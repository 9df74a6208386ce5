//! In-process remote backend.
//!
//! Handles created with [`InMemoryRemote::for_owner`] share the same table, so one
//! backend can stand in for several devices (same owner) or several users.

use std::collections::HashMap;
use std::sync::atomic::{AtomicU64, Ordering};
use std::sync::{Arc, Mutex, MutexGuard};

use async_trait::async_trait;
use chrono::{DateTime, Utc};

use crate::error::RemoteError;
use crate::remote::{FilterValue, RECEIVED_AT, RemoteChange, RemoteClient, RowFilter, record_field};
use crate::task::TaskRecord;
use crate::timestamp;

#[derive(Debug, Clone)]
struct StoredRow {
    owner: String,
    record: TaskRecord,
    received_at: DateTime<Utc>,
}

#[derive(Debug, Default)]
struct Table {
    rows: HashMap<String, StoredRow>,
    last_received: Option<DateTime<Utc>>,
}

impl Table {
    /// Receive time for the next accepted write. Strictly increasing across every
    /// handle onto the table.
    fn stamp(&mut self) -> DateTime<Utc> {
        let at = match self.last_received {
            Some(last) => timestamp::next_after(last),
            None => timestamp::now(),
        };
        self.last_received = Some(at);
        at
    }
}

/// Number of calls made through a handle, by operation.
#[derive(Debug, Default)]
pub struct CallCounts {
    pub creates: AtomicU64,
    pub updates: AtomicU64,
    pub deletes: AtomicU64,
    pub lists: AtomicU64,
}

impl CallCounts {
    pub fn writes(&self) -> u64 {
        self.creates.load(Ordering::SeqCst)
            + self.updates.load(Ordering::SeqCst)
            + self.deletes.load(Ordering::SeqCst)
    }
}

#[derive(Debug, Clone)]
pub struct InMemoryRemote {
    owner: String,
    table: Arc<Mutex<Table>>,
    calls: Arc<CallCounts>,
}

impl InMemoryRemote {
    /// An empty backend with a handle for `owner`.
    pub fn new(owner: &str) -> Self {
        Self {
            owner: owner.to_string(),
            table: Arc::new(Mutex::new(Table::default())),
            calls: Arc::new(CallCounts::default()),
        }
    }

    /// Another handle onto the same backend, acting for `owner`. Call counts are
    /// kept per handle.
    pub fn for_owner(&self, owner: &str) -> Self {
        Self {
            owner: owner.to_string(),
            table: Arc::clone(&self.table),
            calls: Arc::new(CallCounts::default()),
        }
    }

    pub fn owner(&self) -> &str {
        &self.owner
    }

    pub fn calls(&self) -> &CallCounts {
        &self.calls
    }

    /// Snapshot of this owner's rows.
    pub fn rows(&self) -> Vec<TaskRecord> {
        self.lock()
            .rows
            .values()
            .filter(|row| row.owner == self.owner)
            .map(|row| row.record.clone())
            .collect()
    }

    pub fn row(&self, id: &str) -> Option<TaskRecord> {
        self.lock()
            .rows
            .get(id)
            .filter(|row| row.owner == self.owner)
            .map(|row| row.record.clone())
    }

    fn lock(&self) -> MutexGuard<'_, Table> {
        self.table.lock().unwrap_or_else(|poisoned| poisoned.into_inner())
    }

    fn row_matches(&self, row: &StoredRow, filters: &[RowFilter]) -> bool {
        row.owner == self.owner
            && filters.iter().all(|filter| {
                let actual = match filter.field() {
                    "userId" => Some(FilterValue::Text(row.owner.clone())),
                    RECEIVED_AT => Some(row.received_at.into()),
                    field => record_field(&row.record, field),
                };
                filter.matches(actual.as_ref())
            })
    }
}

#[async_trait]
impl RemoteClient for InMemoryRemote {
    async fn create_row(&self, record: &TaskRecord) -> Result<TaskRecord, RemoteError> {
        self.calls.creates.fetch_add(1, Ordering::SeqCst);
        let mut table = self.lock();
        // Ids are unique across owners
        if table.rows.contains_key(&record.id) {
            return Err(RemoteError::Conflict(record.id.clone()));
        }
        let received_at = table.stamp();
        table.rows.insert(
            record.id.clone(),
            StoredRow {
                owner: self.owner.clone(),
                record: record.clone(),
                received_at,
            },
        );
        Ok(record.clone())
    }

    async fn update_row(&self, record: &TaskRecord) -> Result<TaskRecord, RemoteError> {
        self.calls.updates.fetch_add(1, Ordering::SeqCst);
        let mut table = self.lock();
        let owned = table
            .rows
            .get(&record.id)
            .is_some_and(|row| row.owner == self.owner);
        if !owned {
            return Err(RemoteError::NotFound(record.id.clone()));
        }
        let received_at = table.stamp();
        match table.rows.get_mut(&record.id) {
            Some(row) => {
                row.record = record.clone();
                row.received_at = received_at;
                Ok(record.clone())
            }
            _ => Err(RemoteError::NotFound(record.id.clone())),
        }
    }

    async fn delete_row(&self, id: &str) -> Result<(), RemoteError> {
        self.calls.deletes.fetch_add(1, Ordering::SeqCst);
        let mut table = self.lock();
        match table.rows.get(id) {
            Some(row) if row.owner == self.owner => {
                table.rows.remove(id);
                Ok(())
            }
            _ => Err(RemoteError::NotFound(id.to_string())),
        }
    }

    async fn list_rows(&self, filters: &[RowFilter]) -> Result<Vec<TaskRecord>, RemoteError> {
        Ok(self
            .matching_rows(filters)
            .into_iter()
            .map(|row| row.record)
            .collect())
    }

    async fn list_changes(
        &self,
        since: Option<DateTime<Utc>>,
    ) -> Result<Vec<RemoteChange>, RemoteError> {
        let filters: Vec<RowFilter> = since
            .map(|at| RowFilter::greater_than(RECEIVED_AT, at))
            .into_iter()
            .collect();
        Ok(self
            .matching_rows(&filters)
            .into_iter()
            .map(|row| RemoteChange {
                record: row.record,
                received_at: row.received_at,
            })
            .collect())
    }
}

#[cfg(test)]
mod tests {
    use super::*;
    use chrono::Duration;

    #[tokio::test]
    async fn test_create_existing_id_conflicts() {
        let remote = InMemoryRemote::new("alice");
        let task = TaskRecord::new("t1", "first");
        remote.create_row(&task).await.unwrap();

        let err = remote.create_row(&task).await.unwrap_err();
        assert!(err.is_conflict());
    }

    #[tokio::test]
    async fn test_update_and_delete_missing_are_not_found() {
        let remote = InMemoryRemote::new("alice");
        let task = TaskRecord::new("t1", "first");

        assert!(remote.update_row(&task).await.unwrap_err().is_not_found());
        assert!(remote.delete_row("t1").await.unwrap_err().is_not_found());
        assert_eq!(remote.calls().writes(), 2);
    }

    #[tokio::test]
    async fn test_rows_are_scoped_by_owner() {
        let alice = InMemoryRemote::new("alice");
        let bob = alice.for_owner("bob");
        alice.create_row(&TaskRecord::new("t1", "alice's")).await.unwrap();

        assert!(bob.list_rows(&[]).await.unwrap().is_empty());
        assert!(bob.update_row(&TaskRecord::new("t1", "hijack")).await.unwrap_err().is_not_found());
        // Ids stay globally unique
        assert!(bob.create_row(&TaskRecord::new("t1", "bob's")).await.unwrap_err().is_conflict());

        let owned = alice.list_rows(&[RowFilter::equal("userId", "alice")]).await.unwrap();
        assert_eq!(owned.len(), 1);
    }

    #[tokio::test]
    async fn test_list_filters_by_updated_at() {
        let remote = InMemoryRemote::new("alice");
        let old = TaskRecord::new("old", "old");
        let mut new = TaskRecord::new("new", "new");
        new.updated_at = old.updated_at + Duration::minutes(5);
        remote.create_row(&old).await.unwrap();
        remote.create_row(&new).await.unwrap();

        let rows = remote
            .list_rows(&[RowFilter::greater_than("updatedAt", old.updated_at)])
            .await
            .unwrap();
        assert_eq!(rows, vec![new]);
    }

    #[tokio::test]
    async fn test_changes_follow_receive_order_not_updated_at() {
        let phone = InMemoryRemote::new("alice");
        let laptop = phone.for_owner("alice");

        // Edited earlier on the phone, but it reaches the backend last
        let mut late = TaskRecord::new("late", "from the phone");
        let early = TaskRecord::new("early", "from the laptop");
        late.updated_at = early.updated_at - Duration::hours(1);

        laptop.create_row(&early).await.unwrap();
        let seen = laptop.list_changes(None).await.unwrap();
        assert_eq!(seen.len(), 1);
        let cursor = seen[0].received_at;

        phone.create_row(&late).await.unwrap();
        let changes = laptop.list_changes(Some(cursor)).await.unwrap();
        assert_eq!(changes.len(), 1);
        assert_eq!(changes[0].record, late);
        assert!(changes[0].received_at > cursor);

        // Updates move a row past the cursor again
        let cursor = changes[0].received_at;
        phone.update_row(&late).await.unwrap();
        assert_eq!(laptop.list_changes(Some(cursor)).await.unwrap().len(), 1);
    }
}
//! Persisted sync cursors.
//!
//! The pull phase asks the remote for rows it received after a boundary: the
//! remote's receive time of the newest row pulled so far. That boundary is kept in
//! its own `_tasksync_cursor` table rather than derived from the task rows,
//! so purging a tombstone or editing a task locally never moves it.

use chrono::{DateTime, Utc};
use sea_orm::{ConnectionTrait, DbErr, FromQueryResult};

use crate::error::SyncError;
use crate::store::statement;
use crate::timestamp::{parse_iso, to_iso};

/// Create the `_tasksync_cursor` table if it does not already exist.
pub async fn create_cursor_table(db: &impl ConnectionTrait) -> Result<(), DbErr> {
    db.execute_unprepared(
        "CREATE TABLE IF NOT EXISTS _tasksync_cursor (
            name TEXT PRIMARY KEY,
            value TEXT NOT NULL
        )",
    )
    .await?;
    Ok(())
}

/// Cursor name for rows pulled on behalf of `owner`.
pub fn pull_cursor(owner: &str) -> String {
    format!("pull:{owner}")
}

#[derive(Debug, FromQueryResult)]
struct CursorRow {
    value: String,
}

pub async fn load(db: &impl ConnectionTrait, name: &str) -> Result<Option<DateTime<Utc>>, SyncError> {
    let row = CursorRow::find_by_statement(statement(
        "SELECT value FROM _tasksync_cursor WHERE name = $1",
        vec![name.into()],
    ))
    .one(db)
    .await?;

    Ok(row.map(|r| parse_iso(&r.value)).transpose()?)
}

pub async fn save(db: &impl ConnectionTrait, name: &str, at: DateTime<Utc>) -> Result<(), DbErr> {
    db.execute_raw(statement(
        "INSERT INTO _tasksync_cursor (name, value) VALUES ($1, $2)
         ON CONFLICT(name) DO UPDATE SET value = excluded.value",
        vec![name.into(), to_iso(&at).into()],
    ))
    .await?;
    Ok(())
}

/// Forget a cursor; the next pull starts from the beginning.
pub async fn reset(db: &impl ConnectionTrait, name: &str) -> Result<(), DbErr> {
    db.execute_raw(statement(
        "DELETE FROM _tasksync_cursor WHERE name = $1",
        vec![name.into()],
    ))
    .await?;
    Ok(())
}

What you have to do ▸ Check the entries above for the word "Ordering" and copy every line where it turns up.

Problem solution ▸
use std::sync::atomic::{AtomicU64, Ordering};
        self.creates.load(Ordering::SeqCst)
            + self.updates.load(Ordering::SeqCst)
            + self.deletes.load(Ordering::SeqCst)
        self.calls.creates.fetch_add(1, Ordering::SeqCst);
        self.calls.updates.fetch_add(1, Ordering::SeqCst);
        self.calls.deletes.fetch_add(1, Ordering::SeqCst);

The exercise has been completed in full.